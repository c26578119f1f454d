//! Note use-case service.
//!
//! # Responsibility
//! - Provide add/edit/delete/get/list/search entry points for presentation
//!   layers.
//! - Parse caller-supplied id text into `NoteId` with an explicit error.
//! - Emit metadata-only diagnostic events for every operation.
//!
//! # Invariants
//! - Note titles and contents never appear in log output.
//! - Service APIs never bypass repository validation.

use crate::model::note::{Note, NoteId, NoteValidationError};
use crate::model::NoteMap;
use crate::repo::note_repo::{NoteRepository, RepoError};
use crate::search::query::SearchQuery;
use log::{debug, info, warn};
use std::error::Error;
use std::fmt::{Display, Formatter};

/// Service error for note use-cases.
#[derive(Debug, Clone, PartialEq, Eq)]
pub enum NoteServiceError {
    /// Empty title or content.
    Validation(NoteValidationError),
    /// Target note does not exist.
    NotFound(NoteId),
    /// Caller-supplied id text is not a positive integer.
    MalformedId(String),
    /// The repository cannot allocate another id.
    IdsExhausted,
}

impl Display for NoteServiceError {
    fn fmt(&self, f: &mut Formatter<'_>) -> std::fmt::Result {
        match self {
            Self::Validation(err) => write!(f, "{err}"),
            Self::NotFound(id) => write!(f, "note not found: {id}"),
            Self::MalformedId(text) => write!(f, "invalid note id: `{text}`"),
            Self::IdsExhausted => write!(f, "no note ids left to issue"),
        }
    }
}

impl Error for NoteServiceError {
    fn source(&self) -> Option<&(dyn Error + 'static)> {
        match self {
            Self::Validation(err) => Some(err),
            _ => None,
        }
    }
}

impl From<RepoError> for NoteServiceError {
    fn from(value: RepoError) -> Self {
        match value {
            RepoError::Validation(err) => Self::Validation(err),
            RepoError::NotFound(id) => Self::NotFound(id),
            RepoError::IdsExhausted => Self::IdsExhausted,
        }
    }
}

impl NoteServiceError {
    fn kind(&self) -> &'static str {
        match self {
            Self::Validation(NoteValidationError::EmptyTitle) => "empty_title",
            Self::Validation(NoteValidationError::EmptyContent) => "empty_content",
            Self::NotFound(_) => "not_found",
            Self::MalformedId(_) => "malformed_id",
            Self::IdsExhausted => "ids_exhausted",
        }
    }
}

/// Parses user-entered id text.
///
/// Surrounding whitespace is ignored. Zero, negatives and non-digits are
/// rejected.
///
/// # Errors
/// - `MalformedId` carrying the original text.
pub fn parse_note_id(text: &str) -> Result<NoteId, NoteServiceError> {
    text.trim()
        .parse::<u64>()
        .ok()
        .and_then(NoteId::new)
        .ok_or_else(|| NoteServiceError::MalformedId(text.to_string()))
}

/// Note service facade over repository implementations.
pub struct NoteService<R: NoteRepository> {
    repo: R,
}

impl<R: NoteRepository> NoteService<R> {
    /// Creates a service that owns the provided repository.
    pub fn new(repo: R) -> Self {
        Self { repo }
    }

    /// Read access to the underlying repository.
    pub fn repository(&self) -> &R {
        &self.repo
    }

    /// Creates one note and returns its id.
    pub fn add_note(&mut self, title: &str, content: &str) -> Result<NoteId, NoteServiceError> {
        match self.repo.add_note(title, content) {
            Ok(id) => {
                info!("event=note_add module=service status=ok id={id}");
                Ok(id)
            }
            Err(err) => Err(log_failure("note_add", None, err.into())),
        }
    }

    /// Replaces title and content of an existing note.
    pub fn edit_note(
        &mut self,
        id: NoteId,
        title: &str,
        content: &str,
    ) -> Result<(), NoteServiceError> {
        match self.repo.edit_note(id, title, content) {
            Ok(()) => {
                info!("event=note_edit module=service status=ok id={id}");
                Ok(())
            }
            Err(err) => Err(log_failure("note_edit", Some(id), err.into())),
        }
    }

    /// Removes one note permanently.
    pub fn delete_note(&mut self, id: NoteId) -> Result<(), NoteServiceError> {
        match self.repo.delete_note(id) {
            Ok(()) => {
                info!("event=note_delete module=service status=ok id={id}");
                Ok(())
            }
            Err(err) => Err(log_failure("note_delete", Some(id), err.into())),
        }
    }

    /// Gets one note, failing with `NotFound` when absent.
    pub fn get_note(&self, id: NoteId) -> Result<Note, NoteServiceError> {
        self.repo
            .get_note(id)
            .ok_or_else(|| log_failure("note_get", Some(id), NoteServiceError::NotFound(id)))
    }

    /// Lists every note in id order.
    pub fn list_notes(&self) -> NoteMap {
        let notes = self.repo.list_notes();
        debug!(
            "event=note_list module=service status=ok count={}",
            notes.len()
        );
        notes
    }

    /// Runs a free-text search. Blank text returns every note.
    pub fn search_notes(&self, text: &str) -> NoteMap {
        self.run_search(&SearchQuery::parse(text))
    }

    /// Runs an already parsed query, e.g. one kept to refresh a filtered view.
    pub fn run_search(&self, query: &SearchQuery) -> NoteMap {
        let hits = self.repo.search_notes(query);
        debug!(
            "event=note_search module=service status=ok terms={} hits={}",
            query.terms().len(),
            hits.len()
        );
        hits
    }
}

fn log_failure(event: &str, id: Option<NoteId>, err: NoteServiceError) -> NoteServiceError {
    match id {
        Some(id) => warn!(
            "event={event} module=service status=error reason={} id={id}",
            err.kind()
        ),
        None => warn!(
            "event={event} module=service status=error reason={}",
            err.kind()
        ),
    }
    err
}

◇ ◇ ◇ ◇

● **Task details**
Print, from the entries above, the line with "points for presentation", the line with "allocate another id." and all lines between them, exactly and with nothing else.

● **Response box**
//! - Provide add/edit/delete/get/list/search entry points for presentation
//!   layers.
//! - Parse caller-supplied id text into `NoteId` with an explicit error.
//! - Emit metadata-only diagnostic events for every operation.
//!
//! # Invariants
//! - Note titles and contents never appear in log output.
//! - Service APIs never bypass repository validation.

use crate::model::note::{Note, NoteId, NoteValidationError};
use crate::model::NoteMap;
use crate::repo::note_repo::{NoteRepository, RepoError};
use crate::search::query::SearchQuery;
use log::{debug, info, warn};
use std::error::Error;
use std::fmt::{Display, Formatter};

/// Service error for note use-cases.
#[derive(Debug, Clone, PartialEq, Eq)]
pub enum NoteServiceError {
    /// Empty title or content.
    Validation(NoteValidationError),
    /// Target note does not exist.
    NotFound(NoteId),
    /// Caller-supplied id text is not a positive integer.
    MalformedId(String),
    /// The repository cannot allocate another id.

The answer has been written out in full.